On n’avait pas monté Samson et Dalila à l’Opéra de Paris depuis un quart de siècle ! Pourtant c’est un des chefs-d’œuvre de l’opéra français qui devrait être régulièrement à l’affiche de notre Opéra National !...
Samson et Dalila © Vincent Pontet / OnP
C’est chose faite avec la nouvelle production qui est présentée à l’Opéra-Bastille.
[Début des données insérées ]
// Translation between managed-side calls and stream lifecycle operations

use crate::status::{BoundaryError, StatusCode};
use audioio_core::{
    AudioIOBuilder, AudioIOStream, DataCallback, Handle, NativeAudioBackend,
    NativeHandleRegistry, Result, StreamState,
};
use std::sync::Arc;

/// The caller-held slot that stores a stream handle.
///
/// In production this is the `long mNativeContext` field of the managed
/// object; tests use a plain `i64`.
pub trait HandleField {
    fn load(&mut self) -> std::result::Result<i64, BoundaryError>;

    fn store(&mut self, raw: i64) -> std::result::Result<(), BoundaryError>;
}

impl HandleField for i64 {
    fn load(&mut self) -> std::result::Result<i64, BoundaryError> {
        Ok(*self)
    }

    fn store(&mut self, raw: i64) -> std::result::Result<(), BoundaryError> {
        *self = raw;
        Ok(())
    }
}

/// Resolves caller handles and forwards to the stream. Holds no audio state.
#[derive(Clone)]
pub struct BoundaryAdapter {
    registry: Arc<NativeHandleRegistry>,
    backend: Arc<dyn NativeAudioBackend>,
}

impl BoundaryAdapter {
    pub fn new(backend: Arc<dyn NativeAudioBackend>) -> Self {
        Self {
            registry: Arc::new(NativeHandleRegistry::new()),
            backend,
        }
    }

    pub fn registry(&self) -> &Arc<NativeHandleRegistry> {
        &self.registry
    }

    /// Create and register a stream, storing its handle in `field`.
    ///
    /// A live stream already referenced by `field` is released first so it
    /// cannot leak.
    pub fn create<F: HandleField>(
        &self,
        field: &mut F,
        request: AudioIOBuilder,
    ) -> std::result::Result<Handle, BoundaryError> {
        if let Some(previous) = self.resolve(field)? {
            log::warn!("Replacing live stream {:?} on create", previous.handle());
            if let Err(e) = previous.release() {
                log::error!("Failed to release replaced stream: {}", e);
            }
        }

        let stream = Arc::new(AudioIOStream::create(request, self.backend.clone()));
        let handle = self.registry.register(stream.clone());

        if let Err(e) = field.store(handle.as_raw()) {
            // The caller will never see this handle
            let _ = stream.release();
            return Err(e);
        }

        log::info!("Created stream {}", handle);
        Ok(handle)
    }

    pub fn open<F: HandleField>(&self, field: &mut F) -> StatusCode {
        self.forward(field, "open", AudioIOStream::open)
    }

    pub fn start<F: HandleField>(&self, field: &mut F) -> StatusCode {
        self.forward(field, "start", AudioIOStream::start)
    }

    pub fn stop<F: HandleField>(&self, field: &mut F) -> StatusCode {
        self.forward(field, "stop", AudioIOStream::stop)
    }

    /// Release the stream and always clear `field`, whatever the outcome.
    pub fn release<F: HandleField>(&self, field: &mut F) -> StatusCode {
        let status = match self.resolve(field) {
            Ok(Some(stream)) => StatusCode::from_result(&stream.release()),
            // Already released or never created
            Ok(None) => StatusCode::Ok,
            Err(e) => {
                log::error!("Failed to read stream handle on release: {}", e);
                StatusCode::from(&e)
            }
        };

        match field.store(Handle::NONE) {
            Ok(()) => status,
            Err(e) => {
                log::error!("Failed to clear stream handle: {}", e);
                StatusCode::from(&e)
            }
        }
    }

    /// Raw state code, or a negative status when the handle is unknown
    pub fn state<F: HandleField>(&self, field: &mut F) -> i32 {
        match self.resolve(field) {
            Ok(Some(stream)) => stream.state().code(),
            Ok(None) => StatusCode::InvalidHandle.code(),
            Err(e) => StatusCode::from(&e).code(),
        }
    }

    pub fn set_data_listener<F: HandleField>(
        &self,
        field: &mut F,
        listener: Option<Arc<dyn DataCallback>>,
    ) -> StatusCode {
        match self.resolve(field) {
            Ok(Some(stream)) => {
                stream.set_data_listener(listener);
                StatusCode::Ok
            }
            Ok(None) => StatusCode::InvalidHandle,
            Err(e) => StatusCode::from(&e),
        }
    }

    fn resolve<F: HandleField>(
        &self,
        field: &mut F,
    ) -> std::result::Result<Option<Arc<AudioIOStream>>, BoundaryError> {
        let raw = field.load()?;
        Ok(Handle::from_raw(raw).and_then(|handle| self.registry.resolve(handle)))
    }

    fn forward<F: HandleField>(
        &self,
        field: &mut F,
        operation: &str,
        op: impl FnOnce(&AudioIOStream) -> Result<StreamState>,
    ) -> StatusCode {
        match self.resolve(field) {
            Ok(Some(stream)) => {
                let result = op(&stream);
                if let Err(e) = &result {
                    log::warn!("{} failed: {}", operation, e);
                }
                StatusCode::from_result(&result)
            }
            Ok(None) => {
                log::error!("{} called without a live stream handle", operation);
                StatusCode::InvalidHandle
            }
            Err(e) => {
                log::error!("{} could not read stream handle: {}", operation, e);
                StatusCode::from(&e)
            }
        }
    }
}
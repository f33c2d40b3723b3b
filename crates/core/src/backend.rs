// Contract between the stream core and a platform audio driver

use crate::config::StreamConfig;
use crate::error::BackendError;
use std::sync::Arc;

/// Token for one open device session.
///
/// Not `Clone`: `close` consumes it, so a session cannot be closed twice or
/// used after closing.
#[derive(Debug, PartialEq, Eq, Hash)]
pub struct SessionHandle(u64);

impl SessionHandle {
    /// Backends mint their own ids; the core never interprets them.
    pub fn new(id: u64) -> Self {
        Self(id)
    }

    pub fn id(&self) -> u64 {
        self.0
    }
}

/// Receiver for device data and errors.
///
/// Invoked on backend-owned threads, never on the caller's thread.
/// Implementations must return quickly and must not call stream lifecycle
/// operations.
pub trait DataCallback: Send + Sync {
    /// Captured interleaved samples (native endian)
    fn on_input(&self, data: &[u8]);

    /// Fill `data` with interleaved samples; returns bytes written.
    /// Anything past the returned length is played as silence.
    fn on_output(&self, data: &mut [u8]) -> usize;

    /// Asynchronous device error (e.g. disconnect)
    fn on_error(&self, error: BackendError);
}

/// Platform audio driver.
///
/// One backend instance serves many streams; each session it opens is owned
/// by exactly one stream.
pub trait NativeAudioBackend: Send + Sync {
    /// Allocate a device session matching `config`; data flows into
    /// `callback` once started.
    fn open(
        &self,
        config: &StreamConfig,
        callback: Arc<dyn DataCallback>,
    ) -> Result<SessionHandle, BackendError>;

    /// Begin data flow
    fn start(&self, session: &SessionHandle) -> Result<(), BackendError>;

    /// Halt data flow without releasing the session. Stopping a stopped
    /// session succeeds.
    fn stop(&self, session: &SessionHandle) -> Result<(), BackendError>;

    /// Release device resources. Callers treat failure as best-effort.
    fn close(&self, session: SessionHandle) -> Result<(), BackendError>;
}
// Thread-safe delivery of stream lifecycle events

use crate::state::StreamState;
use parking_lot::Mutex;
use std::sync::Arc;

/// Stream event types
#[derive(Debug, Clone, PartialEq)]
pub enum StreamEvent {
    /// Lifecycle state changed
    StateChanged {
        old_state: StreamState,
        new_state: StreamState,
    },

    /// A lifecycle operation failed
    Error { message: String },

    /// The backend reported the device gone; the stream moves to ERROR on
    /// its next lifecycle operation
    DeviceLost,
}

/// Stream callback trait
/// Implementations should be lightweight and non-blocking
pub trait StreamCallback: Send + Sync {
    /// Called when an event occurs. `DeviceLost` arrives on a backend thread.
    fn on_event(&self, event: StreamEvent);
}

/// Callback manager for handling multiple callbacks
pub struct CallbackManager {
    callbacks: Mutex<Vec<Arc<dyn StreamCallback>>>,
}

impl CallbackManager {
    pub fn new() -> Self {
        Self {
            callbacks: Mutex::new(Vec::new()),
        }
    }

    pub fn add_callback(&self, callback: Arc<dyn StreamCallback>) {
        self.callbacks.lock().push(callback);
    }

    pub fn clear_callbacks(&self) {
        self.callbacks.lock().clear();
    }

    pub fn dispatch_event(&self, event: StreamEvent) {
        // Snapshot so a callback may register or clear callbacks
        let callbacks: Vec<_> = self.callbacks.lock().clone();
        for callback in callbacks.iter() {
            callback.on_event(event.clone());
        }
    }

    pub fn dispatch_all(&self, events: Vec<StreamEvent>) {
        for event in events {
            self.dispatch_event(event);
        }
    }
}

impl Default for CallbackManager {
    fn default() -> Self {
        Self::new()
    }
}

/// Simple callback implementation for testing
#[cfg(test)]
pub struct TestCallback {
    events: Mutex<Vec<StreamEvent>>,
}

#[cfg(test)]
impl TestCallback {
    pub fn new() -> Self {
        Self {
            events: Mutex::new(Vec::new()),
        }
    }

    pub fn get_events(&self) -> Vec<StreamEvent> {
        self.events.lock().clone()
    }
}

#[cfg(test)]
impl StreamCallback for TestCallback {
    fn on_event(&self, event: StreamEvent) {
        self.events.lock().push(event);
    }
}
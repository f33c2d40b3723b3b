// Android audio backend using Oboe

mod frames;

#[cfg(target_os = "android")]
mod oboe_backend;

#[cfg(target_os = "android")]
pub use oboe_backend::OboeBackend;

pub use frames::{FrameBytes, Sample};

#[cfg(not(target_os = "android"))]
mod host {
    use audioio_core::{BackendError, DataCallback, NativeAudioBackend, SessionHandle, StreamConfig};
    use std::sync::Arc;

    /// Placeholder off Android: every open reports the device unavailable.
    #[derive(Default)]
    pub struct OboeBackend;

    impl OboeBackend {
        pub fn new() -> Self {
            Self
        }
    }

    impl NativeAudioBackend for OboeBackend {
        fn open(
            &self,
            _config: &StreamConfig,
            _callback: Arc<dyn DataCallback>,
        ) -> Result<SessionHandle, BackendError> {
            Err(BackendError::DeviceUnavailable(
                "Oboe backend is only available on Android".to_string(),
            ))
        }

        fn start(&self, _session: &SessionHandle) -> Result<(), BackendError> {
            Err(BackendError::DeviceLost)
        }

        fn stop(&self, _session: &SessionHandle) -> Result<(), BackendError> {
            Ok(())
        }

        fn close(&self, _session: SessionHandle) -> Result<(), BackendError> {
            Ok(())
        }
    }

}

#[cfg(not(target_os = "android"))]
pub use host::OboeBackend;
On ne dira pas que la production de Damiano Michieletto est inoubliable : loin de la formidable réussite de son Barbier de Séville, le jeune metteur en scène italien, nouvelle coqueluche des scènes lyriques internationales, se contente d’une actualisation prudente, avec les poncifs habituels des productions « modernes » (soldats mitraillettes à la main, décor abstrait sans aucune référence historique, évacuation des ballets – pourtant importants dans cet opéra –, la célèbre Bacchanale étant réduite à une sorte de rave party kitsch, etc.). Surtout, il n’offre aucun point de vue sur l’œuvre et laisse aller le récit sans que jamais une direction d’acteurs lui donne un sens, sauf à oser un improbable amour de Dalila pour Samson qui confine au contre-sens. Dommage ! Ajoutons un décor banal et des costumes contemporains assez laids : l’œil n’est pas à la fête dans cette production paresseuse.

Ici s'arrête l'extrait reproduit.